-- Recorded information follows --
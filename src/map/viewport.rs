//! Viewport-driven marker loading.
//!
//! [`ViewportDataController`] turns the engine's settled viewport into a
//! scoped marker set. Requests are tagged by a [`RequestSequencer`] so that a
//! response overtaken by a newer request is dropped no matter when it
//! arrives; the superseded request is also aborted, but correctness never
//! depends on the abort landing in time.

use super::events::{EventBus, SubscriptionId};
use super::sequence::RequestSequencer;
use super::types::{MarkerEntity, MarkerFilters, MarkerPage};
use crate::config::ViewportConfig;
use crate::error::FetchError;
use crate::geo::{round_to, Coordinate};
use futures_util::future::{AbortHandle, Abortable};
use serde::{Deserialize, Serialize};
use std::cell::RefCell;
use std::future::Future;
use std::rc::Rc;

/// The geographic rectangle visible on screen plus the zoom it was taken at.
#[derive(Debug, Clone, Copy, PartialEq, Serialize, Deserialize)]
pub struct ViewportBounds {
    pub south: f64,
    pub west: f64,
    pub north: f64,
    pub east: f64,
    pub zoom: f64,
}

impl ViewportBounds {
    pub const fn new(south: f64, west: f64, north: f64, east: f64, zoom: f64) -> Self {
        Self {
            south,
            west,
            north,
            east,
            zoom,
        }
    }

    /// True when the bounds cannot describe a real view: non-finite values
    /// or zero (or negative) area, as engines report during initial layout.
    pub fn is_degenerate(&self) -> bool {
        let values = [self.south, self.west, self.north, self.east];
        values.iter().any(|v| !v.is_finite()) || self.north <= self.south || self.east <= self.west
    }

    /// Inclusive containment test.
    pub fn contains(&self, c: Coordinate) -> bool {
        c.lat >= self.south && c.lat <= self.north && c.lon >= self.west && c.lon <= self.east
    }

    pub fn center(&self) -> Coordinate {
        Coordinate::new(
            (self.west + self.east) / 2.0,
            (self.south + self.north) / 2.0,
        )
    }
}

/// Quantized identity of a fetch: bounds, zoom and categories.
///
/// Two viewports that differ only by floating-point jitter below the
/// configured precision share a fingerprint.
#[derive(Debug, Clone, PartialEq, Eq, Hash)]
pub struct ViewportFingerprint(String);

impl ViewportFingerprint {
    pub fn new(bounds: &ViewportBounds, filters: &MarkerFilters, precision: u32) -> Self {
        let p = precision as usize;
        let q = |v: f64| round_to(v, precision) + 0.0;
        Self(format!(
            "{:.p$},{:.p$},{:.p$},{:.p$}|z{:.2}|{}",
            q(bounds.south),
            q(bounds.west),
            q(bounds.north),
            q(bounds.east),
            round_to(bounds.zoom, 2) + 0.0,
            filters.categories().join(","),
            p = p,
        ))
    }

    pub fn as_str(&self) -> &str {
        &self.0
    }
}

/// Parameters of one marker request.
#[derive(Debug, Clone, PartialEq)]
pub struct MarkerQuery {
    pub bounds: ViewportBounds,
    /// Sorted category list; empty means every category.
    pub categories: Vec<String>,
}

/// Source of markers for a viewport.
///
/// Not `Send`: sources run on the UI thread next to browser handles.
pub trait MarkerSource {
    fn fetch_markers(
        &self,
        query: &MarkerQuery,
    ) -> impl Future<Output = Result<MarkerPage, FetchError>>;
}

impl<S: MarkerSource + ?Sized> MarkerSource for Rc<S> {
    fn fetch_markers(
        &self,
        query: &MarkerQuery,
    ) -> impl Future<Output = Result<MarkerPage, FetchError>> {
        (**self).fetch_markers(query)
    }
}

/// Shared, immutable marker set.
pub type MarkerSet = Rc<[MarkerEntity]>;

/// What a call to [`ViewportDataController::fetch`] ended up doing.
#[derive(Debug, Clone, PartialEq)]
pub enum FetchOutcome {
    /// A network response was applied and listeners were notified.
    Applied(MarkerSet),
    /// The fingerprint matched the last applied fetch; no request was made.
    Cached(MarkerSet),
    /// An identical request is already outstanding; its result will be applied.
    InFlight,
    /// A newer request overtook this one; its result was discarded.
    Superseded,
}

impl FetchOutcome {
    pub fn markers(&self) -> Option<&MarkerSet> {
        match self {
            FetchOutcome::Applied(m) | FetchOutcome::Cached(m) => Some(m),
            FetchOutcome::InFlight | FetchOutcome::Superseded => None,
        }
    }
}

/// Notification sent to `on_update` listeners after a response is applied.
#[derive(Debug, Clone)]
pub struct MarkerUpdate {
    pub seq: u64,
    pub bounds: ViewportBounds,
    pub markers: MarkerSet,
}

struct PendingFetch {
    seq: u64,
    fingerprint: ViewportFingerprint,
    abort: AbortHandle,
}

struct ControllerState {
    markers: MarkerSet,
    last_fingerprint: Option<ViewportFingerprint>,
    pending: Option<PendingFetch>,
}

/// Fetches the markers for the current viewport with last-issued-wins ordering.
pub struct ViewportDataController<S> {
    source: S,
    config: ViewportConfig,
    sequencer: RequestSequencer,
    state: RefCell<ControllerState>,
    updates: EventBus<MarkerUpdate>,
}

impl<S: MarkerSource> ViewportDataController<S> {
    pub fn new(source: S, config: ViewportConfig) -> Self {
        Self {
            source,
            config,
            sequencer: RequestSequencer::new(),
            state: RefCell::new(ControllerState {
                markers: Rc::from(Vec::new()),
                last_fingerprint: None,
                pending: None,
            }),
            updates: EventBus::new(),
        }
    }

    /// Replaces unusable bounds with the configured service area.
    pub fn effective_bounds(&self, bounds: ViewportBounds) -> ViewportBounds {
        if bounds.is_degenerate() {
            let mut fallback = self.config.default_bounds;
            if bounds.zoom.is_finite() {
                fallback.zoom = bounds.zoom;
            }
            log::debug!(
                "Degenerate viewport {:?}, using default service-area bounds",
                bounds
            );
            fallback
        } else {
            bounds
        }
    }

    /// Loads the markers for `bounds` under `filters`.
    ///
    /// Only network and decoding failures of the newest request surface as
    /// errors; overtaken or aborted requests resolve to
    /// [`FetchOutcome::Superseded`].
    pub async fn fetch(
        &self,
        bounds: ViewportBounds,
        filters: &MarkerFilters,
    ) -> Result<FetchOutcome, FetchError> {
        let bounds = self.effective_bounds(bounds);
        let fingerprint = ViewportFingerprint::new(&bounds, filters, self.config.precision);

        // Check-and-register happens under one borrow with no suspension.
        let (seq, registration) = {
            let mut state = self.state.borrow_mut();

            if state.last_fingerprint.as_ref() == Some(&fingerprint) {
                // The view returned to what is already shown; anything still
                // outstanding is now stale.
                if let Some(pending) = state.pending.take() {
                    pending.abort.abort();
                }
                let seq = self.sequencer.issue();
                self.sequencer.try_apply(seq);
                log::debug!(
                    "Viewport unchanged ({}), skipping fetch",
                    fingerprint.as_str()
                );
                return Ok(FetchOutcome::Cached(Rc::clone(&state.markers)));
            }

            if let Some(pending) = &state.pending {
                if pending.fingerprint == fingerprint {
                    log::debug!(
                        "Identical viewport fetch #{} already in flight",
                        pending.seq
                    );
                    return Ok(FetchOutcome::InFlight);
                }
            }

            if let Some(pending) = state.pending.take() {
                log::debug!("Aborting superseded viewport fetch #{}", pending.seq);
                pending.abort.abort();
            }

            let seq = self.sequencer.issue();
            let (abort, registration) = AbortHandle::new_pair();
            state.pending = Some(PendingFetch {
                seq,
                fingerprint: fingerprint.clone(),
                abort,
            });
            (seq, registration)
        };

        let query = MarkerQuery {
            bounds,
            categories: filters.categories().to_vec(),
        };
        log::debug!(
            "Viewport fetch #{} for {} (zoom {:.2})",
            seq,
            fingerprint.as_str(),
            bounds.zoom
        );
        let result = Abortable::new(self.source.fetch_markers(&query), registration).await;

        {
            let mut state = self.state.borrow_mut();
            if state.pending.as_ref().map(|p| p.seq) == Some(seq) {
                state.pending = None;
            }
        }

        let page = match result {
            Err(_aborted) => {
                log::debug!("Viewport fetch #{} aborted", seq);
                return Ok(FetchOutcome::Superseded);
            }
            Ok(Err(e)) if e.is_aborted() || !self.sequencer.is_latest(seq) => {
                log::debug!(
                    "Viewport fetch #{} failed after being superseded: {}",
                    seq,
                    e
                );
                return Ok(FetchOutcome::Superseded);
            }
            Ok(Err(e)) => {
                log::warn!("Viewport fetch #{} failed: {}", seq, e);
                return Err(e);
            }
            Ok(Ok(page)) => page,
        };

        if !self.sequencer.try_apply(seq) {
            log::debug!(
                "Discarding stale viewport response #{} (latest applied #{})",
                seq,
                self.sequencer.latest_applied()
            );
            return Ok(FetchOutcome::Superseded);
        }

        let received = page.markers.len();
        let markers: MarkerSet = page
            .markers
            .into_iter()
            .filter(|m| bounds.contains(m.coordinate) && filters.matches(m))
            .collect();
        log::info!(
            "Applied viewport fetch #{}: {} markers ({} received, {} total)",
            seq,
            markers.len(),
            received,
            page.total
        );

        {
            let mut state = self.state.borrow_mut();
            state.markers = Rc::clone(&markers);
            state.last_fingerprint = Some(fingerprint);
        }

        self.updates.emit(&MarkerUpdate {
            seq,
            bounds,
            markers: Rc::clone(&markers),
        });
        Ok(FetchOutcome::Applied(markers))
    }

    /// The most recently applied marker set.
    pub fn markers(&self) -> MarkerSet {
        Rc::clone(&self.state.borrow().markers)
    }

    pub fn is_fetching(&self) -> bool {
        self.state.borrow().pending.is_some()
    }

    /// Forgets the last fingerprint so the next fetch goes to the network,
    /// e.g. after a gem was created.
    pub fn invalidate(&self) {
        self.state.borrow_mut().last_fingerprint = None;
    }

    /// Aborts any outstanding request and drops its eventual result.
    pub fn cancel(&self) {
        if let Some(pending) = self.state.borrow_mut().pending.take() {
            pending.abort.abort();
        }
        // Bump the sequence so a response already past the abort point is stale.
        let seq = self.sequencer.issue();
        self.sequencer.try_apply(seq);
    }

    pub fn on_update(&self, listener: impl Fn(&MarkerUpdate) + 'static) -> SubscriptionId {
        self.updates.subscribe(listener)
    }

    pub fn remove_listener(&self, id: SubscriptionId) -> bool {
        self.updates.unsubscribe(id)
    }

    pub fn config(&self) -> &ViewportConfig {
        &self.config
    }
}

/// Camera move that splits a clicked cluster.
#[derive(Debug, Clone, Copy, PartialEq)]
pub struct ClusterExpansion {
    pub center: Coordinate,
    pub zoom: f64,
}

impl ClusterExpansion {
    /// Zoom levels added when the engine cannot tell where a cluster splits.
    pub const FALLBACK_ZOOM_STEP: f64 = 2.0;

    /// Resolves the target zoom for expanding a cluster at `center`.
    ///
    /// `split_zoom` is the engine's answer for where the cluster's members
    /// separate; without one, zooms in by a fixed step. Never zooms out and
    /// never exceeds `max_zoom`.
    pub fn resolve(
        center: Coordinate,
        split_zoom: Option<f64>,
        current_zoom: f64,
        max_zoom: f64,
    ) -> Self {
        let target = split_zoom
            .filter(|z| z.is_finite())
            .unwrap_or(current_zoom + Self::FALLBACK_ZOOM_STEP);
        Self {
            center,
            zoom: target.max(current_zoom).min(max_zoom),
        }
    }
}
-- Recorded information concluded --
### Problem requirements
Could you retype exactly the lines above, starting at the line that contains "self.sequencer.latest_applied()" and ending at the line that contains "if let Some(pending) = self.state.borrow_mut().pending.take()", and nothing more?

### Completed task
                self.sequencer.latest_applied()
            );
            return Ok(FetchOutcome::Superseded);
        }

        let received = page.markers.len();
        let markers: MarkerSet = page
            .markers
            .into_iter()
            .filter(|m| bounds.contains(m.coordinate) && filters.matches(m))
            .collect();
        log::info!(
            "Applied viewport fetch #{}: {} markers ({} received, {} total)",
            seq,
            markers.len(),
            received,
            page.total
        );

        {
            let mut state = self.state.borrow_mut();
            state.markers = Rc::clone(&markers);
            state.last_fingerprint = Some(fingerprint);
        }

        self.updates.emit(&MarkerUpdate {
            seq,
            bounds,
            markers: Rc::clone(&markers),
        });
        Ok(FetchOutcome::Applied(markers))
    }

    /// The most recently applied marker set.
    pub fn markers(&self) -> MarkerSet {
        Rc::clone(&self.state.borrow().markers)
    }

    pub fn is_fetching(&self) -> bool {
        self.state.borrow().pending.is_some()
    }

    /// Forgets the last fingerprint so the next fetch goes to the network,
    /// e.g. after a gem was created.
    pub fn invalidate(&self) {
        self.state.borrow_mut().last_fingerprint = None;
    }

    /// Aborts any outstanding request and drops its eventual result.
    pub fn cancel(&self) {
        if let Some(pending) = self.state.borrow_mut().pending.take() {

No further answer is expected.